** Raw data follows **

//! Component trait and lifecycle state
//!
//! Components are typed property-bag behaviors attached to entities.
//! Each kind is identified by an interned tag registered once, and may
//! declare other kinds it depends on; the manager attaches missing
//! dependencies automatically before the dependent component runs.

use crate::scene::{GameObject, ObjectId};

/// Interned component kind tag
///
/// Kinds are unique per entity: attaching a second component of the
/// same kind is a no-op.
#[derive(Debug, Clone, Copy, PartialEq, Eq, Hash)]
pub struct ComponentKind(pub &'static str);

impl ComponentKind {
    /// Builtin transform component kind
    pub const TRANSFORM: ComponentKind = ComponentKind("Transform");
    /// Builtin render component kind
    pub const RENDER: ComponentKind = ComponentKind("Render");
    /// Builtin physics component kind
    pub const PHYSICS: ComponentKind = ComponentKind("Physics");

    /// Kind name, used in logs and serialized data
    pub fn name(self) -> &'static str {
        self.0
    }
}

impl std::fmt::Display for ComponentKind {
    fn fmt(&self, f: &mut std::fmt::Formatter<'_>) -> std::fmt::Result {
        f.write_str(self.0)
    }
}

/// Constructor function producing a fresh component of some kind
pub type ComponentCtor = fn() -> Box<dyn Component>;

/// A declared dependency: the required kind plus a constructor so an
/// unregistered kind can be auto-registered on first use.
#[derive(Clone, Copy)]
pub struct ComponentSpec {
    /// Required component kind
    pub kind: ComponentKind,
    /// Constructor used for auto-registration and auto-attach
    pub ctor: ComponentCtor,
}

impl ComponentSpec {
    /// Declare a dependency on `kind` built by `ctor`
    pub fn new(kind: ComponentKind, ctor: ComponentCtor) -> Self {
        Self { kind, ctor }
    }
}

/// Mutable view handed to component lifecycle hooks
pub struct ComponentCtx<'a> {
    /// The owning scene object
    pub object: &'a mut GameObject,
}

/// Behavior and data unit attachable to an entity
///
/// All hooks default to no-ops so components implement only the slice
/// of the lifecycle they care about.
pub trait Component: Send + Sync {
    /// Kind tag of this component
    fn kind(&self) -> ComponentKind;

    /// Kinds that must be present on the same entity
    fn dependencies(&self) -> Vec<ComponentSpec> {
        Vec::new()
    }

    /// Called when the component is stored on an entity
    fn on_attach(&mut self, _owner: ObjectId) {}

    /// Called when the component is removed from its entity
    fn on_detach(&mut self) {}

    /// One-time init, before any `start`
    fn awake(&mut self, _ctx: &mut ComponentCtx<'_>) {}

    /// One-time init, after every component's `awake`
    fn start(&mut self, _ctx: &mut ComponentCtx<'_>) {}

    /// Per-frame update while enabled
    fn update(&mut self, _ctx: &mut ComponentCtx<'_>, _dt: f32) {}

    /// Per-frame update after all `update` calls
    fn late_update(&mut self, _ctx: &mut ComponentCtx<'_>, _dt: f32) {}

    /// Called when the enabled flag flips on
    fn on_enable(&mut self) {}

    /// Called when the enabled flag flips off
    fn on_disable(&mut self) {}

    /// Serializable view of this component's tunable state
    fn properties(&self) -> serde_json::Map<String, serde_json::Value> {
        serde_json::Map::new()
    }

    /// Write one tunable property back; unknown keys are ignored
    fn set_property(&mut self, _key: &str, _value: serde_json::Value) {}
}

/// Lifecycle position of an attached component instance
#[derive(Debug, Clone, Copy, PartialEq, Eq)]
pub enum ComponentState {
    /// Constructed but not yet stored on an entity
    Constructed,
    /// Stored on an entity, `on_attach` ran
    Attached,
    /// `awake` ran
    Awake,
    /// `start` ran; updates are live
    Started,
    /// Removed; terminal
    Detached,
}

/// A component instance stored on an entity, with the bookkeeping the
/// entity tracks on its behalf (enabled flag, owner, lifecycle state).
pub struct AttachedComponent {
    owner: ObjectId,
    enabled: bool,
    state: ComponentState,
    component: Box<dyn Component>,
}

impl AttachedComponent {
    /// Attach `component` to the entity owning `owner`
    pub fn attach(owner: ObjectId, mut component: Box<dyn Component>) -> Self {
        component.on_attach(owner);
        Self {
            owner,
            enabled: true,
            state: ComponentState::Attached,
            component,
        }
    }

    /// Kind tag of the wrapped component
    pub fn kind(&self) -> ComponentKind {
        self.component.kind()
    }

    /// Owning object id
    pub fn owner(&self) -> ObjectId {
        self.owner
    }

    /// Current lifecycle state
    pub fn state(&self) -> ComponentState {
        self.state
    }

    /// Whether updates run for this component
    pub fn is_enabled(&self) -> bool {
        self.enabled
    }

    /// Flip the enabled flag, firing `on_enable`/`on_disable` on change
    pub fn set_enabled(&mut self, enabled: bool) {
        if self.enabled == enabled {
            return;
        }
        self.enabled = enabled;
        if enabled {
            self.component.on_enable();
        } else {
            self.component.on_disable();
        }
    }

    /// Declared dependencies of the wrapped component
    pub fn dependencies(&self) -> Vec<ComponentSpec> {
        self.component.dependencies()
    }

    /// Immutable access to the wrapped component
    pub fn inner(&self) -> &dyn Component {
        self.component.as_ref()
    }

    /// Mutable access to the wrapped component
    pub fn inner_mut(&mut self) -> &mut dyn Component {
        self.component.as_mut()
    }

    /// Run `awake` once; later calls are no-ops
    pub fn awake(&mut self, ctx: &mut ComponentCtx<'_>) {
        if self.state == ComponentState::Attached {
            self.component.awake(ctx);
            self.state = ComponentState::Awake;
        }
    }

    /// Run `start` once, after `awake`
    pub fn start(&mut self, ctx: &mut ComponentCtx<'_>) {
        if self.state == ComponentState::Awake {
            self.component.start(ctx);
            self.state = ComponentState::Started;
        }
    }

    /// Per-frame update; skipped while disabled or detached
    pub fn update(&mut self, ctx: &mut ComponentCtx<'_>, dt: f32) {
        if self.enabled && self.state != ComponentState::Detached {
            self.component.update(ctx, dt);
        }
    }

    /// Per-frame late update; skipped while disabled or detached
    pub fn late_update(&mut self, ctx: &mut ComponentCtx<'_>, dt: f32) {
        if self.enabled && self.state != ComponentState::Detached {
            self.component.late_update(ctx, dt);
        }
    }

    /// Run `on_detach` and enter the terminal state
    pub fn detach(&mut self) {
        if self.state != ComponentState::Detached {
            self.component.on_detach();
            self.state = ComponentState::Detached;
        }
    }
}

impl std::fmt::Debug for AttachedComponent {
    fn fmt(&self, f: &mut std::fmt::Formatter<'_>) -> std::fmt::Result {
        f.debug_struct("AttachedComponent")
            .field("kind", &self.kind().name())
            .field("owner", &self.owner)
            .field("enabled", &self.enabled)
            .field("state", &self.state)
            .finish()
    }
}

#[cfg(test)]
mod tests {
    use super::*;
    use crate::scene::{GameObject, Scene};

    use std::sync::atomic::{AtomicU32, Ordering};
    use std::sync::Arc;

    struct Counter {
        enables: Arc<AtomicU32>,
        disables: Arc<AtomicU32>,
    }

    impl Component for Counter {
        fn kind(&self) -> ComponentKind {
            ComponentKind("Counter")
        }
        fn on_enable(&mut self) {
            self.enables.fetch_add(1, Ordering::SeqCst);
        }
        fn on_disable(&mut self) {
            self.disables.fetch_add(1, Ordering::SeqCst);
        }
    }

    fn counter() -> (Box<Counter>, Arc<AtomicU32>, Arc<AtomicU32>) {
        let enables = Arc::new(AtomicU32::new(0));
        let disables = Arc::new(AtomicU32::new(0));
        let c = Box::new(Counter {
            enables: Arc::clone(&enables),
            disables: Arc::clone(&disables),
        });
        (c, enables, disables)
    }

    #[test]
    fn enable_toggle_fires_hooks_once_per_change() {
        let mut scene = Scene::new();
        let id = scene.add_object(GameObject::new("o"));
        let (c, enables, disables) = counter();
        let mut attached = AttachedComponent::attach(id, c);

        attached.set_enabled(true); // already enabled, no hook
        attached.set_enabled(false);
        attached.set_enabled(false); // no change, no hook
        attached.set_enabled(true);

        assert_eq!(enables.load(Ordering::SeqCst), 1);
        assert_eq!(disables.load(Ordering::SeqCst), 1);
    }

    #[test]
    fn lifecycle_transitions_run_once() {
        let mut scene = Scene::new();
        let id = scene.add_object(GameObject::new("o"));
        let obj = scene.get_mut(id).unwrap();
        let mut ctx = ComponentCtx { object: obj };

        let (c, _, _) = counter();
        let mut attached = AttachedComponent::attach(id, c);
        assert_eq!(attached.state(), ComponentState::Attached);

        attached.awake(&mut ctx);
        assert_eq!(attached.state(), ComponentState::Awake);
        attached.awake(&mut ctx); // idempotent
        assert_eq!(attached.state(), ComponentState::Awake);

        attached.start(&mut ctx);
        assert_eq!(attached.state(), ComponentState::Started);

        attached.detach();
        assert_eq!(attached.state(), ComponentState::Detached);
    }
}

** End of Raw data **

All lines above from the one holding "Per-frame update; skipped while disabled or detached" to the one holding "impl Component for", inclusive, are to be copied exactly; no other line is wanted.

    /// Per-frame update; skipped while disabled or detached
    pub fn update(&mut self, ctx: &mut ComponentCtx<'_>, dt: f32) {
        if self.enabled && self.state != ComponentState::Detached {
            self.component.update(ctx, dt);
        }
    }

    /// Per-frame late update; skipped while disabled or detached
    pub fn late_update(&mut self, ctx: &mut ComponentCtx<'_>, dt: f32) {
        if self.enabled && self.state != ComponentState::Detached {
            self.component.late_update(ctx, dt);
        }
    }

    /// Run `on_detach` and enter the terminal state
    pub fn detach(&mut self) {
        if self.state != ComponentState::Detached {
            self.component.on_detach();
            self.state = ComponentState::Detached;
        }
    }
}

impl std::fmt::Debug for AttachedComponent {
    fn fmt(&self, f: &mut std::fmt::Formatter<'_>) -> std::fmt::Result {
        f.debug_struct("AttachedComponent")
            .field("kind", &self.kind().name())
            .field("owner", &self.owner)
            .field("enabled", &self.enabled)
            .field("state", &self.state)
            .finish()
    }
}

#[cfg(test)]
mod tests {
    use super::*;
    use crate::scene::{GameObject, Scene};

    use std::sync::atomic::{AtomicU32, Ordering};
    use std::sync::Arc;

    struct Counter {
        enables: Arc<AtomicU32>,
        disables: Arc<AtomicU32>,
    }

    impl Component for Counter {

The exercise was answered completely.